Copy the lines below that contain "property".

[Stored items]
Start of Block

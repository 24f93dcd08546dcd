//! Placeholder template renderer
//!
//! Templates come from the `[template]` table of the configuration.
//! `{name}` is replaced by the prop `name`, `{children}` by the rendered
//! children. Entity templates see `{data.key}`, `{entity}`, `{action}`,
//! `{validated}` and `{children}` (the rendered root).

use atomic_compose::{ComponentContext, EntityContext, ViewRenderer, DEFAULT_ENTITY_VIEW};
use atomic_core::{AtomicError, Result, Value};
use std::collections::BTreeMap;

pub struct TemplateRenderer {
    templates: BTreeMap<String, String>,
}

impl TemplateRenderer {
    pub fn new(templates: BTreeMap<String, String>) -> Self {
        Self { templates }
    }

    fn template(&self, view: &str) -> Result<&str> {
        self.templates
            .get(view)
            .map(String::as_str)
            .ok_or_else(|| AtomicError::Render(format!("Template not found: {}", view)))
    }
}

impl ViewRenderer for TemplateRenderer {
    fn render_component(&self, view: &str, ctx: &ComponentContext<'_>) -> Result<String> {
        substitute(self.template(view)?, |key| match key {
            "children" => ctx.component.render_children(self).map(Some),
            _ => Ok(ctx.properties.get(key).map(display_value)),
        })
    }

    fn render_entity(&self, view: &str, ctx: &EntityContext<'_>) -> Result<String> {
        let template = match self.template(view) {
            Ok(template) => template,
            // No layout configured: the entity renders as its tree
            Err(_) if view == DEFAULT_ENTITY_VIEW => "{children}",
            Err(e) => return Err(e),
        };

        substitute(template, |key| match key {
            "children" => ctx.component.render(self).map(Some),
            "entity" => Ok(Some(ctx.entity.entity_name().to_string())),
            "action" => Ok(Some(ctx.entity.action().to_string())),
            "validated" => Ok(Some(ctx.validated.to_string())),
            _ => Ok(key
                .strip_prefix("data.")
                .and_then(|k| ctx.data.get(k))
                .map(display_value)),
        })
    }
}

fn display_value(value: &Value) -> String {
    match value {
        Value::String(s) => s.clone(),
        other => other.to_string(),
    }
}

fn is_key(s: &str) -> bool {
    !s.is_empty() && s.chars().all(|c| c.is_ascii_alphanumeric() || c == '_' || c == '.')
}

/// Replace `{key}` placeholders; braces around anything else are kept literally
fn substitute(
    template: &str,
    mut lookup: impl FnMut(&str) -> Result<Option<String>>,
) -> Result<String> {
    let mut out = String::with_capacity(template.len());
    let mut rest = template;

    while let Some(start) = rest.find('{') {
        out.push_str(&rest[..start]);
        let after = &rest[start + 1..];
        match after.find('}') {
            Some(end) if is_key(&after[..end]) => {
                if let Some(value) = lookup(&after[..end])? {
                    out.push_str(&value);
                }
                rest = &after[end + 1..];
            }
            _ => {
                out.push('{');
                rest = after;
            }
        }
    }

    out.push_str(rest);
    Ok(out)
}
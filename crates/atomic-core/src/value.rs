//! Dynamic property values

use crate::error::{AtomicError, Result};
use serde::de::DeserializeOwned;

/// A single dynamic property value
pub use toml::Value;

/// An insertion-ordered map of property name to value
pub type Props = toml::Table;

/// Build a [`Props`] map from `key => value` pairs.
///
/// ```
/// let props = atomic_core::props! { "label" => "Save", "level" => 2i64 };
/// assert_eq!(props.len(), 2);
/// ```
#[macro_export]
macro_rules! props {
    () => {
        $crate::Props::new()
    };
    ($($key:expr => $value:expr),+ $(,)?) => {{
        let mut map = $crate::Props::new();
        $(
            map.insert(::std::string::String::from($key), $crate::Value::from($value));
        )+
        map
    }};
}

/// Deserialize a property value into a concrete type
pub fn from_value<T: DeserializeOwned>(prop: &str, value: &Value) -> Result<T> {
    value.clone().try_into().map_err(|e: toml::de::Error| AtomicError::PropType {
        prop: prop.to_string(),
        message: e.to_string(),
    })
}

/// Short human-readable name of a value's type
pub fn value_type_name(value: &Value) -> &'static str {
    match value {
        Value::String(_) => "string",
        Value::Integer(_) => "integer",
        Value::Float(_) => "float",
        Value::Boolean(_) => "boolean",
        Value::Datetime(_) => "datetime",
        Value::Array(_) => "array",
        Value::Table(_) => "table",
    }
}

#[cfg(test)]
mod tests {
    use super::*;

    #[test]
    fn test_props_macro_keeps_insertion_order() {
        let props = props! { "zeta" => 1i64, "alpha" => "a", "mid" => true };
        let keys: Vec<&str> = props.keys().map(|k| k.as_str()).collect();
        assert_eq!(keys, vec!["zeta", "alpha", "mid"]);
    }

    #[test]
    fn test_from_value() {
        let n: i64 = from_value("level", &Value::Integer(3)).unwrap();
        assert_eq!(n, 3);

        let err = from_value::<i64>("level", &Value::String("x".into())).unwrap_err();
        assert!(matches!(err, AtomicError::PropType { prop, .. } if prop == "level"));
    }

    #[test]
    fn test_value_type_name() {
        assert_eq!(value_type_name(&Value::Boolean(true)), "boolean");
        assert_eq!(value_type_name(&Value::Array(vec![])), "array");
    }
}
//! Entity rendering command

use super::load_factory;
use crate::templates::TemplateRenderer;
use anyhow::{Context, Result};

pub struct RenderArgs {
    pub reference: String,
    pub config: String,
    pub with: Vec<(String, toml::Value)>,
    pub view: Option<String>,
}

pub fn run(args: RenderArgs) -> Result<()> {
    let (factory, config) = load_factory(&args.config)?;
    let renderer = TemplateRenderer::new(config.template);

    let mut entity = factory
        .make(&args.reference, None)
        .with_context(|| format!("Cannot make entity '{}'", args.reference))?;
    for (key, value) in args.with {
        entity.with(key, value);
    }

    let output = entity
        .render(&renderer, args.view.as_deref())
        .with_context(|| format!("Failed to render '{}'", args.reference))?;
    println!("{}", output);

    Ok(())
}
//! Template renderer contract

use crate::component::Component;
use crate::entity::Entity;
use atomic_core::{Props, Result};

/// Context handed to the renderer for a component with a template view
#[derive(Debug)]
pub struct ComponentContext<'a> {
    pub component: &'a Component,
    pub properties: Props,
}

/// Context handed to the renderer for an entity.
///
/// The builder itself does not outlive `execute`; `validated` is what it
/// leaves behind, the number of components it checked.
#[derive(Debug)]
pub struct EntityContext<'a> {
    pub entity: &'a Entity,
    pub component: &'a Component,
    pub data: &'a Props,
    pub validated: usize,
}

/// External template engine that turns a view name and a context into markup
pub trait ViewRenderer {
    fn render_component(&self, view: &str, ctx: &ComponentContext<'_>) -> Result<String>;

    fn render_entity(&self, view: &str, ctx: &EntityContext<'_>) -> Result<String>;
}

End of Block

*Solution for this task*:
//! Dynamic property values
/// A single dynamic property value
/// An insertion-ordered map of property name to value
/// Deserialize a property value into a concrete type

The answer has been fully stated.